### TASK
Given the records below, would you repeat exactly the lines that begin at the one containing "pub mod allocate;" and end at the one containing "pub use engine::Engine;", inclusive?

Segment Start: TASK INPUTS

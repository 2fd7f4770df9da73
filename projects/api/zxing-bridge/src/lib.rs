#![doc = include_str!("../README.MD")]
#![warn(missing_docs)]

//! Safe, owned wrappers over the zxing-cpp C API.
//!
//! Every native object (image view, option bags, barcode, rendered raster)
//! is held by exactly one Rust value that releases it on drop or on an
//! explicit `close()`. Engine failures come back as [`BridgeError`] carrying
//! the message the engine left on its per-thread error channel.
//!
//! # Example
//!
//! ```ignore
//! use zxing_bridge::{BarcodeFormat, CreatorOptions, Engine, WriterOptions};
//!
//! let engine = Engine::linked();
//! let options = CreatorOptions::new(engine, BarcodeFormat::QR_CODE)?;
//! let barcode = engine.create_barcode("HELLO", &options)?;
//!
//! let mut writer = WriterOptions::new(engine)?;
//! writer.set_scale(4)?;
//! let raster = barcode.to_image(Some(&writer))?;
//!
//! let image = image::DynamicImage::ImageLuma8(raster.into_gray_image()?);
//! let decoded = engine.read_barcodes(&image, None)?;
//! assert_eq!(decoded[0].text()?, "HELLO");
//! ```

pub mod allocate;
pub mod barcode;
pub mod decode;
pub mod encode;
pub mod engine;
pub mod error;
pub mod format;
pub mod image_view;
pub mod last_error;
pub mod options;
pub mod pixel;

mod handle;
mod marshal;

#[cfg(test)]
mod test_prelude;

pub use barcode::{Barcode, BarcodeError, ContentType, ErrorType, PointI, Position};
pub use decode::ImageSource;
pub use encode::{Payload, RenderedImage};
pub use engine::Engine;
pub use error::{BridgeError, BridgeResult, ErrorKind};
pub use format::{BarcodeFormat, formats_to_string, list_formats, parse_formats};
pub use image_view::{ImageView, LumaPlane, Ownership};
pub use last_error::take_last_error;
pub use options::{
    Binarizer, CreatorOptions, EanAddOnSymbol, ReaderOptions, TextMode, WriterOptions,
};
pub use pixel::{ImageFormat, PixelLayout};

/// Decodes with the linked engine. See [`Engine::read_barcodes`].
#[cfg(feature = "link")]
pub fn read_barcodes<'v, 'a>(
    source: impl Into<ImageSource<'v, 'a>>,
    options: Option<&ReaderOptions>,
) -> BridgeResult<Vec<Barcode>>
where
    'a: 'v,
{
    Engine::linked().read_barcodes(source, options)
}

/// Creates a barcode with the linked engine. See [`Engine::create_barcode`].
#[cfg(feature = "link")]
pub fn create_barcode<'p>(
    payload: impl Into<Payload<'p>>,
    options: &CreatorOptions,
) -> BridgeResult<Barcode> {
    Engine::linked().create_barcode(payload, options)
}

/// Version of the linked engine.
#[cfg(feature = "link")]
pub fn version() -> Option<String> {
    Engine::linked().version()
}
//! The engine's error channel.
//!
//! The engine keeps a single "last error" message per calling thread. A failing
//! call writes it and nothing correlates it with the call. Wrappers must read it
//! right after a call returns its failure sentinel (null handle, null string or
//! negative count) and before issuing any other native call, otherwise a later
//! call can overwrite or misattribute it.
//!
//! Reading the channel clears it. When the channel is empty at that point, a
//! generic message naming the failed operation is used instead, so callers
//! never see a blank error.

use crate::engine::Engine;
use crate::error::BridgeError;
use crate::marshal::take_string;

/// Reads and clears the pending error message.
///
/// Returns [`None`] when the channel is empty or holds an empty string.
pub fn take_last_error(engine: Engine) -> Option<String> {
    // SAFETY: returns an engine-allocated copy of the message, or null.
    let ptr = unsafe { (engine.api().last_error_msg)() };
    // SAFETY: ownership of `ptr` is transferred to us; `take_string` frees it.
    let message = unsafe { take_string(engine, ptr) }?;
    if message.is_empty() {
        None
    } else {
        Some(message)
    }
}

/// Reads the error channel for a failed `operation`, synthesising a message if
/// it is empty.
pub(crate) fn failure_message(engine: Engine, operation: &str) -> String {
    match take_last_error(engine) {
        Some(message) => message,
        None => {
            log::warn!("{operation} failed without setting the engine error message");
            format!("{operation} failed without an error message")
        }
    }
}

/// Builds an [`BridgeError::EngineFailure`] for `operation` from the error channel.
pub(crate) fn engine_failure(engine: Engine, operation: &'static str) -> BridgeError {
    BridgeError::EngineFailure {
        operation,
        message: failure_message(engine, operation),
    }
}

/// Builds a [`BridgeError::ConstructionFailure`] for a handle of kind `what`.
pub(crate) fn construction_failure(engine: Engine, what: &'static str) -> BridgeError {
    BridgeError::ConstructionFailure {
        what,
        message: failure_message(engine, what),
    }
}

Segment End: TASK INPUTS

### EXERCISE RESPONSE
pub mod allocate;
pub mod barcode;
pub mod decode;
pub mod encode;
pub mod engine;
pub mod error;
pub mod format;
pub mod image_view;
pub mod last_error;
pub mod options;
pub mod pixel;

mod handle;
mod marshal;

#[cfg(test)]
mod test_prelude;

pub use barcode::{Barcode, BarcodeError, ContentType, ErrorType, PointI, Position};
pub use decode::ImageSource;
pub use encode::{Payload, RenderedImage};
pub use engine::Engine;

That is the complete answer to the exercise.